{Reference Type}: Journal Article
{Title}: Apical tubular complement activation and the loss of kidney function in proteinuric kidney diseases.
{Author}: Alkaff FF;Lammerts RGM;Daha MR;Berger SP;van den Born J;
{Journal}: Clin Kidney J
{Volume}: 17
{Issue}: 8
{Year}: 2024 Aug
{Factor}: 5.86
{DOI}: 10.1093/ckj/sfae215
{Abstract}: Many kidney diseases are associated with proteinuria. Since proteinuria is independently associated with kidney function loss, anti-proteinuric medication, often in combination with dietary salt restriction, comprises a major cornerstone in the prevention of progressive kidney failure.
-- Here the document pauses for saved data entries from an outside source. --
//! Configuration management commands.

use std::fs;

use anyhow::{bail, Result};
use pdp_core::config::PdpConfig;

use super::{ConfigArgs, ConfigCommand};
use crate::context::{Context, CONFIG_NAMES};

/// Run the config command.
pub fn run(args: ConfigArgs, ctx: &Context) -> Result<()> {
    match args.command {
        ConfigCommand::Show => show_config(ctx),
        ConfigCommand::Init { force } => init_config(force, ctx),
        ConfigCommand::Validate => validate_config(ctx),
    }
}

fn show_config(ctx: &Context) -> Result<()> {
    if ctx.output.is_json() {
        ctx.output.json(&ctx.config);
        return Ok(());
    }

    ctx.output.header("Current Configuration");
    match &ctx.config_path {
        Some(path) => ctx.output.kv("file", &path.display().to_string()),
        None => ctx.output.kv("file", "(defaults)"),
    }

    let config = &ctx.config;

    ctx.output.info("[pricing]");
    ctx.output
        .kv("aggregate_delimiter", &format!("{:?}", config.pricing.aggregate_delimiter));

    ctx.output.info("[display]");
    ctx.output.kv("placeholder_image", &config.display.placeholder_image);
    ctx.output
        .kv("option_separator", &format!("{:?}", config.display.option_separator));
    ctx.output.kv("loading_message", &config.display.loading_message);
    ctx.output.kv("stock_suffix", &config.display.stock_suffix);
    ctx.output.kv("option_stock_suffix", &config.display.option_stock_suffix);
    ctx.output.kv("options_label", &config.display.options_label);
    if let Some(ref note) = config.display.shipping_note {
        ctx.output.kv("shipping_note", note);
    }
    ctx.output
        .kv("full_width_cart", &config.display.full_width_cart.to_string());

    ctx.output.info("[logging]");
    ctx.output.kv("level", &config.logging.level);
    ctx.output.kv("format", &config.logging.format);

    Ok(())
}

fn init_config(force: bool, ctx: &Context) -> Result<()> {
    let config_path = ctx.cwd.join(CONFIG_NAMES[0]);

    if config_path.exists() && !force {
        bail!(
            "Config file already exists: {}. Use --force to overwrite.",
            config_path.display()
        );
    }

    let content = PdpConfig::default().to_toml()?;
    fs::write(&config_path, content)?;

    ctx.output.success(&format!("Created: {}", config_path.display()));

    Ok(())
}

fn validate_config(ctx: &Context) -> Result<()> {
    ctx.output.header("Validating configuration");

    let mut errors: Vec<String> = Vec::new();
    let warnings = ctx.config.validate();

    if ctx.config.logging.level.parse::<pdp_observability::LogLevel>().is_err() {
        errors.push(format!("logging.level '{}' is not a log level", ctx.config.logging.level));
    }
    if ctx.config.logging.format.parse::<pdp_observability::LogFormat>().is_err() {
        errors.push(format!("logging.format '{}' must be json or human", ctx.config.logging.format));
    }

    if errors.is_empty() && warnings.is_empty() {
        ctx.output.success("Configuration is valid");
        return Ok(());
    }

    for error in &errors {
        ctx.output.error(&format!("Error: {}", error));
    }

    for warning in &warnings {
        ctx.output.warn(&format!("Warning: {}", warning));
    }

    if !errors.is_empty() {
        bail!("Configuration has {} error(s)", errors.len());
    }

    ctx.output.success("Configuration is valid (with warnings)");

    Ok(())
}
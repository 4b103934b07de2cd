//! Display price resolution.

use serde::{Deserialize, Serialize};

use crate::catalog::{Product, ProductType};
use crate::ids::DatabaseId;
use crate::pricing::normalize::normalize;
use crate::pricing::variant_price::{AggregatePriceFormat, DelimitedAggregate, PriceSide};

/// Price pair to render: the current price and, on sale, the struck-through one.
#[derive(Debug, Clone, Default, PartialEq, Eq, Serialize, Deserialize)]
pub struct PriceDisplay {
    pub current: String,
    #[serde(skip_serializing_if = "Option::is_none")]
    pub original: Option<String>,
}

impl PriceDisplay {
    /// Whether a struck-through original price accompanies the current one.
    pub fn is_sale(&self) -> bool {
        self.original.is_some()
    }
}

/// Resolves the displayed price of a product.
///
/// Sale state and product type are independent axes:
///
/// | on sale | type     | current                 | original                 |
/// |---------|----------|-------------------------|--------------------------|
/// | no      | any      | `price`                 | none                     |
/// | yes     | simple   | `salePrice`             | `regularPrice`           |
/// | yes     | variable | left side of `price`    | right side of `price`    |
#[derive(Debug, Clone, Default)]
pub struct PriceDisplayResolver<F = DelimitedAggregate> {
    format: F,
}

impl<F: AggregatePriceFormat> PriceDisplayResolver<F> {
    pub fn new(format: F) -> Self {
        Self { format }
    }

    pub fn format(&self) -> &F {
        &self.format
    }

    /// Compute the price pair for `product`.
    ///
    /// All variations of a variable product share the product's combined
    /// price, so `_selection` does not change the result.
    pub fn resolve(&self, product: &Product, _selection: Option<DatabaseId>) -> PriceDisplay {
        if !product.on_sale {
            return PriceDisplay {
                current: normalize(product.price.as_deref()),
                original: None,
            };
        }

        match product.product_type() {
            ProductType::Simple => PriceDisplay {
                current: normalize(product.sale_price.as_deref()),
                original: Some(normalize(product.regular_price.as_deref())),
            },
            ProductType::Variable => {
                let aggregate = product.price.as_deref().unwrap_or_default();
                let current = self.format.extract_side(aggregate, PriceSide::Left);
                let original = self.format.extract_side(aggregate, PriceSide::Right);
                PriceDisplay {
                    current: normalize(Some(&current)),
                    original: Some(normalize(Some(&original))),
                }
            }
        }
    }
}
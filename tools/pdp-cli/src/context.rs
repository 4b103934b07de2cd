//! CLI execution context.

use std::io::Read;
use std::path::{Path, PathBuf};

use anyhow::{Context as _, Result};
use pdp_core::catalog::Product;
use pdp_core::config::PdpConfig;
use pdp_core::view::ProductViewer;
use pdp_core::ViewId;
use pdp_observability::{LogLevel, LoggingObserver, StructuredLogger};

use crate::output::Output;

/// Config file names searched from the working directory upwards.
pub const CONFIG_NAMES: [&str; 3] = ["pdp.toml", ".pdp.toml", "pdp.json"];

/// Execution context for CLI commands.
pub struct Context {
    /// Loaded configuration.
    pub config: PdpConfig,
    /// Where the configuration came from, if a file was found.
    pub config_path: Option<PathBuf>,
    /// Output handler.
    pub output: Output,
    /// Working directory.
    pub cwd: PathBuf,
}

impl Context {
    /// Load context from an explicit config file or by searching upwards.
    pub fn load(config_path: Option<&str>, output: Output) -> Result<Self> {
        let cwd = std::env::current_dir().context("Failed to get current directory")?;

        let (config, config_path) = match config_path {
            Some(path) => (
                PdpConfig::load(path).with_context(|| format!("Failed to load config: {}", path))?,
                Some(PathBuf::from(path)),
            ),
            None => match find_config(&cwd) {
                Some((config, path)) => (config, Some(path)),
                None => (PdpConfig::default(), None),
            },
        };

        Ok(Self {
            config,
            config_path,
            output,
            cwd,
        })
    }

    /// Logger for one view, honouring `--verbose`.
    pub fn logger(&self, view_id: ViewId) -> StructuredLogger {
        let logger = StructuredLogger::from_config(view_id, &self.config.logging);
        if self.output.is_verbose() {
            logger.with_min_level(LogLevel::Debug)
        } else {
            logger
        }
    }

    /// A viewer with logging attached and the product already delivered.
    pub fn viewer_for(&self, product: Product) -> ProductViewer {
        let view_id = ViewId::generate();
        let logger = self.logger(view_id.clone()).with_product(product.name.clone());
        logger
            .debug_builder("Delivering product")
            .field("type", product.product_type().as_str())
            .field_i64("variations", product.variation_nodes().len() as i64)
            .emit();

        let mut viewer = ProductViewer::new(self.config.clone())
            .with_view_id(view_id)
            .with_observer(LoggingObserver::new(logger));
        viewer.deliver(product);
        viewer
    }
}

/// Read a product JSON document from a file, or from stdin when `path` is `-`.
pub fn read_product(path: &str) -> Result<Product> {
    let content = if path == "-" {
        let mut buf = String::new();
        std::io::stdin()
            .read_to_string(&mut buf)
            .context("Failed to read product from stdin")?;
        buf
    } else {
        std::fs::read_to_string(path)
            .with_context(|| format!("Failed to read product file: {}", path))?
    };

    parse_product(&content).with_context(|| format!("Failed to parse product: {}", path))
}

/// Parse a product document. A GraphQL response envelope
/// (`{"data": {"product": {...}}}`) is unwrapped.
pub fn parse_product(content: &str) -> Result<Product> {
    let value: serde_json::Value = serde_json::from_str(content)?;
    let product = match value.pointer("/data/product") {
        Some(inner) => inner.clone(),
        None => value,
    };
    Ok(serde_json::from_value(product)?)
}

/// Find a config file in the directory tree.
fn find_config(start: &Path) -> Option<(PdpConfig, PathBuf)> {
    let mut current = start.to_path_buf();
    loop {
        for name in CONFIG_NAMES {
            let candidate = current.join(name);
            if candidate.exists() {
                if let Ok(config) = PdpConfig::load(&candidate) {
                    return Some((config, candidate));
                }
            }
        }

        if !current.pop() {
            break;
        }
    }

    None
}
Nevertheless, complete remission of proteinuria is very difficult to achieve, and most patients with persistent proteinuria slowly progress toward kidney failure. It is well-recognized that proteinuria leads to kidney inflammation and fibrosis via various mechanisms. Among others, complement activation at the apical side of the proximal tubular epithelial cells is suggested to play a crucial role as a cause of progressive loss of kidney function. However, hitherto limited attention is given to the pathophysiological role of tubular complement activation relative to glomerular complement activation. This review aims to summarize the evidence for tubular epithelial complement activation in proteinuric kidney diseases in relation to loss of kidney function.